> Directions:
Each line holding the word "InvalidCredentials" must appear in the answer, copied from the entries.

> Source records:
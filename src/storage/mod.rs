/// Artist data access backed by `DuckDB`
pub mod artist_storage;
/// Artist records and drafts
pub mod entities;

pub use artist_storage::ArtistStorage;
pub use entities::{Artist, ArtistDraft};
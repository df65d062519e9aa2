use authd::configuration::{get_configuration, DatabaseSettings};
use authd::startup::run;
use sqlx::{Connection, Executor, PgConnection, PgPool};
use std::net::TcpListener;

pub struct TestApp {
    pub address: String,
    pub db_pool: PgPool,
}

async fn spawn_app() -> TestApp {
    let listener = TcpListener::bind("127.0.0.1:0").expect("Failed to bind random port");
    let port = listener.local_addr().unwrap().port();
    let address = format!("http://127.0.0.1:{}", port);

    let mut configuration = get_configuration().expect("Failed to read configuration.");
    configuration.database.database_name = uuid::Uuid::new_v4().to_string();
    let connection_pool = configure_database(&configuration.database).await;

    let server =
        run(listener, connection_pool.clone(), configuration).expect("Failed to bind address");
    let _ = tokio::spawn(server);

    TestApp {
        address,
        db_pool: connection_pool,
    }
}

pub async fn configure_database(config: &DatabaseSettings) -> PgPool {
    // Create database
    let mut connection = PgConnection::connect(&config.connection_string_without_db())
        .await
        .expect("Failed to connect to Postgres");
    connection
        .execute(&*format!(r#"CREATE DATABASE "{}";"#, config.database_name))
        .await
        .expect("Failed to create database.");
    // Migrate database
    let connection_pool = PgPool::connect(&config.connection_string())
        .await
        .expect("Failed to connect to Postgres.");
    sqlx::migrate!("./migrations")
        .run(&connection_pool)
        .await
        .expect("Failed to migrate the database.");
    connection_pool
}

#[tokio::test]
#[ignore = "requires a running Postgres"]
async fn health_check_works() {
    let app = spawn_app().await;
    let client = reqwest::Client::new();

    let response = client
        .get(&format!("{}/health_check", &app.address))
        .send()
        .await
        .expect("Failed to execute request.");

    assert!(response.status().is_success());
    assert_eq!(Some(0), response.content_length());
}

* * *

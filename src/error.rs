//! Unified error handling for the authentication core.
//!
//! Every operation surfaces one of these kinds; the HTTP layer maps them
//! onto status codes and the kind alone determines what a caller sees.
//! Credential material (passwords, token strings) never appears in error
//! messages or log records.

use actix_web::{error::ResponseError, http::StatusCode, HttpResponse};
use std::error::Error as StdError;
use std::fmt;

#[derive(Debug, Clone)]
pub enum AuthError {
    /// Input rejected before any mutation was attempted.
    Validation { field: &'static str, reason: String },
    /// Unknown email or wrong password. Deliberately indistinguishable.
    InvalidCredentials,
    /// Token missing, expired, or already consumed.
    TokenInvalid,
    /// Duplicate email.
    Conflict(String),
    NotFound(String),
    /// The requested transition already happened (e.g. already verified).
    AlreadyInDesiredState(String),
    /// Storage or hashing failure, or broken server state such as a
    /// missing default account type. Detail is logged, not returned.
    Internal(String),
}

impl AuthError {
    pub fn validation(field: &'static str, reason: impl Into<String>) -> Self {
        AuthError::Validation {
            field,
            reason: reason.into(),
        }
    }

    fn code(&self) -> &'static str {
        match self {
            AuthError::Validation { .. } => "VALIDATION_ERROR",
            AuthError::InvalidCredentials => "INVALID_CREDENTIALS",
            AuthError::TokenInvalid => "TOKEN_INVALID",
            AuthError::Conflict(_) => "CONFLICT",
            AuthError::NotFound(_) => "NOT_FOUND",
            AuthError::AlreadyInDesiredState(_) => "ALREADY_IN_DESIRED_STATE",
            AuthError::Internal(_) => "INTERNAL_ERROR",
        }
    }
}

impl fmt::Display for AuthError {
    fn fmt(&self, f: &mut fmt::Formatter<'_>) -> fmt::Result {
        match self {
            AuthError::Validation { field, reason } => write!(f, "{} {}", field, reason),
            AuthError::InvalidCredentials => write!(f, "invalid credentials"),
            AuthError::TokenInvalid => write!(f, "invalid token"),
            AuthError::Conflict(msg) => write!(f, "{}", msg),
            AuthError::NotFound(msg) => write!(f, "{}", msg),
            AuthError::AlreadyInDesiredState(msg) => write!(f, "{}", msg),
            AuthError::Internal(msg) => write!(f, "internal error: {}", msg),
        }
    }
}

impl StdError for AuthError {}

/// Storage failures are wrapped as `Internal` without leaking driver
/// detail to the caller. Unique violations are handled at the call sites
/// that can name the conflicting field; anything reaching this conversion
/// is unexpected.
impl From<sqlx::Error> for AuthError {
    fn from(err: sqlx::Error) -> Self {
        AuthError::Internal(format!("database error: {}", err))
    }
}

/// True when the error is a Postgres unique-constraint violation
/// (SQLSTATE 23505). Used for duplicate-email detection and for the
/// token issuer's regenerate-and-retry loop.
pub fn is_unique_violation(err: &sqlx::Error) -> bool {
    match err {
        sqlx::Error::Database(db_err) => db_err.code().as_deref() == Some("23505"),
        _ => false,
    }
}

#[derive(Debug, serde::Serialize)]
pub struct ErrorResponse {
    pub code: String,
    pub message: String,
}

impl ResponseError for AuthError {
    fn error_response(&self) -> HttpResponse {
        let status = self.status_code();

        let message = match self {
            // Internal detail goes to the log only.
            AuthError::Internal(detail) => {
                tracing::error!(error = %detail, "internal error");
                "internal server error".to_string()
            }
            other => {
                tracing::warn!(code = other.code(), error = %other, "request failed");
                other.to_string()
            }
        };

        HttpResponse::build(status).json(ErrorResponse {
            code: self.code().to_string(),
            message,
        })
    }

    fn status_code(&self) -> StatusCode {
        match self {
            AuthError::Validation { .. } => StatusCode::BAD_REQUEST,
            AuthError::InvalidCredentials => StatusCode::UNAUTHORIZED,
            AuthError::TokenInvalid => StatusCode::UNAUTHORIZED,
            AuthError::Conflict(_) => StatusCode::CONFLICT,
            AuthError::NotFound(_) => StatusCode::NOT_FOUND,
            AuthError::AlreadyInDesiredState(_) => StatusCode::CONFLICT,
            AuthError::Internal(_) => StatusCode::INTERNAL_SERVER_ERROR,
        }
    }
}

---

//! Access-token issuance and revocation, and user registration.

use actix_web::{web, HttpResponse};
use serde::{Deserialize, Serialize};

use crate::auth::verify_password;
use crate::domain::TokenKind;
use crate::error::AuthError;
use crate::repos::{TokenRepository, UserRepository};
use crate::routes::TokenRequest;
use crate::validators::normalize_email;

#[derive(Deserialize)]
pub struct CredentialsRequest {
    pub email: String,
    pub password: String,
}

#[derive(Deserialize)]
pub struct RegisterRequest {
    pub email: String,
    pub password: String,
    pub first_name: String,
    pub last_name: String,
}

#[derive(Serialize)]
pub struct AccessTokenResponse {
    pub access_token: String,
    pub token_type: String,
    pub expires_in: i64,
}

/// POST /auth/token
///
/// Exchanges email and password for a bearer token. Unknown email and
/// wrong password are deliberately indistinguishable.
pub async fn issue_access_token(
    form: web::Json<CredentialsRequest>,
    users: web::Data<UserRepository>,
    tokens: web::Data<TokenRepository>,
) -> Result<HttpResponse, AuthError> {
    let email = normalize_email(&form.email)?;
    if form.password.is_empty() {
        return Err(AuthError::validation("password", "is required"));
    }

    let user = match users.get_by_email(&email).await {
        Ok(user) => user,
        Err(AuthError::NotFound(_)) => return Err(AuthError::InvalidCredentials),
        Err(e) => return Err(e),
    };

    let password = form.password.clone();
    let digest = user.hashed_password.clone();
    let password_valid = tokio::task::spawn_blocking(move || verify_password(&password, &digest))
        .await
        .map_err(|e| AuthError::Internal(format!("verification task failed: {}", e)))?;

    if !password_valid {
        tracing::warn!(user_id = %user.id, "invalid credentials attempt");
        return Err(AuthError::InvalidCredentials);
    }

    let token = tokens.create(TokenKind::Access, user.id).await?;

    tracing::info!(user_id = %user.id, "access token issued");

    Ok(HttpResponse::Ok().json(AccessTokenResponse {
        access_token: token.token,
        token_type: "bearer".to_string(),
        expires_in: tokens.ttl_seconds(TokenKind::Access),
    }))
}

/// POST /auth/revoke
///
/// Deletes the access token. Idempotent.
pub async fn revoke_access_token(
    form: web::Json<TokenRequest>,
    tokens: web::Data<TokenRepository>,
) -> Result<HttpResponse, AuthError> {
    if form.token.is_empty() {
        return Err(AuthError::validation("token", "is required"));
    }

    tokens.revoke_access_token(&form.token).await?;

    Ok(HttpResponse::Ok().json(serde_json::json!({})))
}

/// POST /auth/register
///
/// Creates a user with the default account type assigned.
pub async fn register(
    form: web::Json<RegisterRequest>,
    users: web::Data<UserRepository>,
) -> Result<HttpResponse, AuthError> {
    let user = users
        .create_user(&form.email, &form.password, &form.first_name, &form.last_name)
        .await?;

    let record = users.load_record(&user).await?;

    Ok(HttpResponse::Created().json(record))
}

> Solved exercise:
    InvalidCredentials,
            AuthError::InvalidCredentials => "INVALID_CREDENTIALS",
            AuthError::InvalidCredentials => write!(f, "invalid credentials"),
            AuthError::InvalidCredentials => StatusCode::UNAUTHORIZED,
        Err(AuthError::NotFound(_)) => return Err(AuthError::InvalidCredentials),
        return Err(AuthError::InvalidCredentials);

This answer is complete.